-- Exercise description --
Check the records below line by line for the string "CountingSource". Give the number of lines that contain it and nothing else.

-- Entries supplied --
impl Store for CountingSource {
    type Item = Value;

    fn name(&self) -> &str {
        self.inner.name()
    }

    fn start(&self) -> Result<()> {
        self.inner.inner().start()
    }

    fn create(&self, entry: Value) -> Result<(EntryId, Value)> {
        self.inner.create(entry)
    }

    fn read(&self, id: &str) -> Result<Value> {
        self.reads.fetch_add(1, Ordering::SeqCst);
        if self.failing_reads.lock().contains(id) {
            return Err(StoreError::backend("remote", "connection reset"));
        }
        self.inner.read(id)
    }

    fn update(&self, id: &str, entry: Value) -> Result<Updated<Value>> {
        self.inner.update(id, entry)
    }

    fn update_with_old(&self, id: &str, entry: Value, old_entry: Value) -> Result<Updated<Value>> {
        self.inner.update_with_old(id, entry, old_entry)
    }

    fn remove(&self, id: &str) -> Result<Value> {
        self.inner.remove(id)
    }

    fn browse(
        &self,
        filter: Option<&Filter<Value>>,
        visit: &mut Visitor<'_, Value>,
    ) -> Result<BrowseSummary> {
        self.inner.browse(filter, visit)
    }

    fn find(&self, filter: &Filter<Value>) -> Vec<EntryId> {
        self.inner.find(filter)
    }
}

impl Observable for CountingSource {
    fn bind_handler(&self, topic: Topic, handler: EventHandler<Value>) -> HandlerId {
        self.inner.bind_handler(topic, handler)
    }

    fn unbind(&self, topic: &Topic, id: &str) -> bool {
        self.inner.unbind(topic, id)
    }

    fn trigger(&self, topic: &Topic, event: &StoreEvent<Value>) -> usize {
        self.inner.trigger(topic, event)
    }
}

// ============================================================================
// Mock cache
// ============================================================================

/// Memory cache whose creates can be switched off.
struct RefusingCache {
    inner: MemoryStore<Value>,
    refuse_creates: AtomicBool,
}

impl RefusingCache {
    fn new() -> Self {
        Self {
            inner: MemoryStore::named("local"),
            refuse_creates: AtomicBool::new(false),
        }
    }
}

impl Store for RefusingCache {
    type Item = Value;

    fn name(&self) -> &str {
        self.inner.name()
    }

    fn create(&self, entry: Value) -> Result<(EntryId, Value)> {
        if self.refuse_creates.load(Ordering::SeqCst) {
            return Err(StoreError::backend("local", "quota exceeded"));
        }
        self.inner.create(entry)
    }

    fn read(&self, id: &str) -> Result<Value> {
        self.inner.read(id)
    }

    fn update(&self, id: &str, entry: Value) -> Result<Updated<Value>> {
        self.inner.update(id, entry)
    }

    fn update_with_old(&self, id: &str, entry: Value, old_entry: Value) -> Result<Updated<Value>> {
        self.inner.update_with_old(id, entry, old_entry)
    }

    fn remove(&self, id: &str) -> Result<Value> {
        self.inner.remove(id)
    }

    fn browse(
        &self,
        filter: Option<&Filter<Value>>,
        visit: &mut Visitor<'_, Value>,
    ) -> Result<BrowseSummary> {
        self.inner.browse(filter, visit)
    }

    fn find(&self, filter: &Filter<Value>) -> Vec<EntryId> {
        self.inner.find(filter)
    }
}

-- Answer area --
2